Depois do quebra-pau, alguns diziam: mas na Coreia do Sul
também brigam. No Estado Islâmico se fuzila, em alguns países da África amputam
clitóris, se o cérebro continuar se estreitando, chegaremos lá. Tudo isso é o
fruto da cultura dos últimos anos. A história passa a ser um álibi: no governo
anterior também se roubava. Agora é a geografia: na Coreia do Sul também
brigam.
Dia seguinte: chovia dinheiro no Recife, lançado das janelas
da Hemobras. O que seria isso? Uma forma de combater o mosquito atropelando-o
com maços de notas? Trabalham com o suprimento de sangue e acumulam fortunas. O
que fazer? Está no DNA do aparelho petista.
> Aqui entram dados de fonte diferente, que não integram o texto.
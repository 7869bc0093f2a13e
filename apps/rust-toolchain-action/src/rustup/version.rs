//! Feature gates keyed on the installed rustup version.

use semver::Version;

use crate::errors::ActionError;

/// Oldest rustup release with `rustup set profile`.
pub const PROFILES_MIN_VERSION: Version = Version::new(1, 20, 1);

/// Oldest rustup release with `rustup toolchain install --component`.
pub const COMPONENTS_MIN_VERSION: Version = Version::new(1, 20, 1);

/// rustup features whose availability depends on the installed version.
#[derive(Debug, Clone, Copy, PartialEq, Eq)]
pub enum Feature {
    Profiles,
    Components,
}

impl Feature {
    /// Oldest rustup release providing this feature.
    #[must_use]
    pub fn min_version(self) -> Version {
        match self {
            Self::Profiles => PROFILES_MIN_VERSION,
            Self::Components => COMPONENTS_MIN_VERSION,
        }
    }

    #[must_use]
    pub fn name(self) -> &'static str {
        match self {
            Self::Profiles => "profiles",
            Self::Components => "components",
        }
    }
}

/// Extracts the version from `rustup -V` output such as
/// `rustup 1.26.0 (5af9b9484 2023-04-05)`.
///
/// # Errors
///
/// Returns [`ActionError::Parse`] if the second word is not a semantic version.
pub fn parse_version(stdout: &str) -> Result<Version, ActionError> {
    let token = stdout.split_whitespace().nth(1).unwrap_or_default();
    Version::parse(token).map_err(|_| ActionError::parse(format!("Invalid semver: {token}")))
}

/// Compares release numbers only; pre-release tags are not considered.
#[must_use]
pub fn meets_minimum(installed: &Version, minimum: &Version) -> bool {
    (installed.major, installed.minor, installed.patch)
        >= (minimum.major, minimum.minor, minimum.patch)
}
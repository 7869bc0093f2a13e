//! Version reports published as job outputs.
//!
//! Each output runs `<program> -V` and extracts one capture group:
//!
//! | output       | example stdout                                   | value            |
//! |--------------|--------------------------------------------------|------------------|
//! | `rustc`      | `rustc 1.75.0-beta.1 (782883f60 2023-11-12)`     | `1.75.0-beta.1`  |
//! | `rustc_hash` | `rustc 1.75.0-beta.1 (782883f60 2023-11-12)`     | `782883f60`      |
//! | `cargo`      | `cargo 1.75.0-nightly (df3509237 2023-10-24)`    | `1.75.0-nightly` |
//! | `rustup`     | `rustup 1.26.0 (5af9b9484 2023-04-05)`           | `1.26.0`         |

use std::sync::LazyLock;

use regex::Regex;
use tracing::error;

use crate::errors::ActionError;
use crate::rustup::CommandRunner;

/// A name/value pair published for the CI platform.
#[derive(Debug, Clone, PartialEq, Eq)]
pub struct OutputRecord {
    pub name: &'static str,
    pub value: String,
}

/// How to obtain one output value.
struct VersionReport {
    output: &'static str,
    program: &'static str,
    pattern: &'static LazyLock<Regex>,
    group: usize,
}

static RUSTC: LazyLock<Regex> =
    LazyLock::new(|| compile(r"rustc (\d+\.\d+\.\d+(-nightly|-beta\.\d+)?)"));
static RUSTC_HASH: LazyLock<Regex> = LazyLock::new(|| {
    compile(r"rustc (\d+\.\d+\.\d+(-nightly|-beta\.\d+)?) \((\w+) \d+-\d+-\d+\)")
});
static CARGO: LazyLock<Regex> = LazyLock::new(|| {
    compile(r"cargo (\d+\.\d+\.\d+(-nightly|-beta\.\d+)?) \(.+ (\d{4}-\d{2}-\d{2})\)")
});
static RUSTUP: LazyLock<Regex> = LazyLock::new(|| compile(r"rustup (\d+\.\d+\.\d+) \(.+\)"));

static REPORTS: [VersionReport; 4] = [
    VersionReport {
        output: "rustc",
        program: "rustc",
        pattern: &RUSTC,
        group: 1,
    },
    VersionReport {
        output: "rustc_hash",
        program: "rustc",
        pattern: &RUSTC_HASH,
        group: 3,
    },
    VersionReport {
        output: "cargo",
        program: "cargo",
        pattern: &CARGO,
        group: 1,
    },
    VersionReport {
        output: "rustup",
        program: "rustup",
        pattern: &RUSTUP,
        group: 1,
    },
];

#[allow(clippy::expect_used)]
fn compile(pattern: &str) -> Regex {
    Regex::new(pattern).expect("version report patterns are valid")
}

/// Collects every version output, in publication order.
///
/// # Errors
///
/// Returns an error if a program is missing, fails, or prints output that
/// does not match its expected format.
pub async fn collect<R: CommandRunner>(runner: &R) -> Result<Vec<OutputRecord>, ActionError> {
    let version_flag = ["-V".to_string()];
    let mut records = Vec::with_capacity(REPORTS.len());

    for report in &REPORTS {
        let program = runner.which(report.program)?;
        let stdout = runner.run_stdout(&program, &version_flag).await?;
        records.push(OutputRecord {
            name: report.output,
            value: extract(&stdout, report.pattern, report.group)?,
        });
    }
    Ok(records)
}

/// Returns capture group `group` of the first match of `pattern` in `stdout`.
///
/// # Errors
///
/// Returns [`ActionError::Parse`] if there is no match or the group did not
/// participate in it.
pub fn extract(stdout: &str, pattern: &Regex, group: usize) -> Result<String, ActionError> {
    pattern
        .captures(stdout)
        .and_then(|captures| captures.get(group))
        .map(|value| value.as_str().to_string())
        .ok_or_else(|| {
            let err = ActionError::parse(format!("Could not match {stdout}"));
            error!("{err}");
            err
        })
}

#[cfg(test)]
mod tests {
    use super::*;
    use crate::rustup::runner::fake::FakeRunner;

    const RUSTC_SAMPLES: &[&str] = &[
        "rustc 1.75.0-nightly (aa1a71e9e 2023-10-26)",
        "rustc 1.75.0 (aa1a71e9e 2023-10-26)",
        "rustc 1.75.0-beta.1 (782883f60 2023-11-12)",
    ];

    #[test]
    fn rustc_version_is_second_word() {
        for stdout in RUSTC_SAMPLES {
            let expected = stdout.split(' ').nth(1).unwrap();
            assert_eq!(extract(stdout, &RUSTC, 1).unwrap(), expected);
        }
    }

    #[test]
    fn rustc_hash_is_commit_in_parentheses() {
        for stdout in RUSTC_SAMPLES {
            let expected = &stdout.split(' ').nth(2).unwrap()[1..];
            assert_eq!(extract(stdout, &RUSTC_HASH, 3).unwrap(), expected);
        }
    }

    #[test]
    fn cargo_version_is_second_word() {
        for stdout in [
            "cargo 1.75.0-nightly (df3509237 2023-10-24)",
            "cargo 1.75.0 (df3509237 2023-10-24)",
            "cargo 1.75.0-beta.1 (6790a5127 2023-11-10)",
        ] {
            let expected = stdout.split(' ').nth(1).unwrap();
            assert_eq!(extract(stdout, &CARGO, 1).unwrap(), expected);
        }
    }

    #[test]
    fn rustup_version_ignores_trailing_info_lines() {
        let stdout = "rustup 1.26.0 (5af9b9484 2023-04-05)\n\
            info: This is the version for the rustup toolchain manager, not the rustc compiler.\n\
            info: The currently active `rustc` version is `rustc 1.75.0-nightly (aa1a71e9e 2023-10-26)`";
        assert_eq!(extract(stdout, &RUSTUP, 1).unwrap(), "1.26.0");
    }

    #[test]
    fn unmatched_output_is_parse_error() {
        let err = extract("blah blah", &RUSTC, 1).unwrap_err();
        assert!(matches!(err, ActionError::Parse { .. }));
        assert_eq!(err.to_string(), "Could not match blah blah");
    }

    #[tokio::test]
    async fn collect_reports_in_order() {
        let mut runner = FakeRunner::default();
        runner.rustc_version = "rustc 1.75.0-beta.1 (782883f60 2023-11-12)\n".into();
        runner.cargo_version = "cargo 1.75.0-nightly (df3509237 2023-10-24)\n".into();

        let records = collect(&runner).await.unwrap();

        let values: Vec<(&str, &str)> = records
            .iter()
            .map(|record| (record.name, record.value.as_str()))
            .collect();
        assert_eq!(
            values,
            vec![
                ("rustc", "1.75.0-beta.1"),
                ("rustc_hash", "782883f60"),
                ("cargo", "1.75.0-nightly"),
                ("rustup", "1.26.0"),
            ]
        );
    }

    #[tokio::test]
    async fn collect_fails_on_unexpected_output() {
        let mut runner = FakeRunner::default();
        runner.cargo_version = "blah blah".into();

        let err = collect(&runner).await.unwrap_err();
        assert_eq!(err.to_string(), "Could not match blah blah");
    }
}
Saio de Brasília com a impressão de
que, antes do carnaval, nada será decidido a respeito de Dilma e Cunha. Talvez
tenha sido por isso que alguns deputados no plenário cantaram a marchinha do
Japonês da Federal, aquele que aparece prendendo os corruptos em suas casas.
“Aí meu Deus, me dei mal, bateu à minha porta o Japonês da Federal”.
Lama jorrando das barragens, mosquitos roubando a chance de
plena vida a uma geração de brasileiros, rubro dinheiro do sangue jorrando
pelas janelas de Recife. Apesar disso, não perdemos o humor. Mas, às vezes,
bate uma tristeza. A experiência, no entanto, me consola. Na campanha das
diretas também entramos num ritmo morto, fomos derrotados na votação
parlamentar. Mas as diretas chegaram.
Como dizia Guimarães Rosa: “O que tem de ser tem muita
força”. Bem que podia ser mais rápido.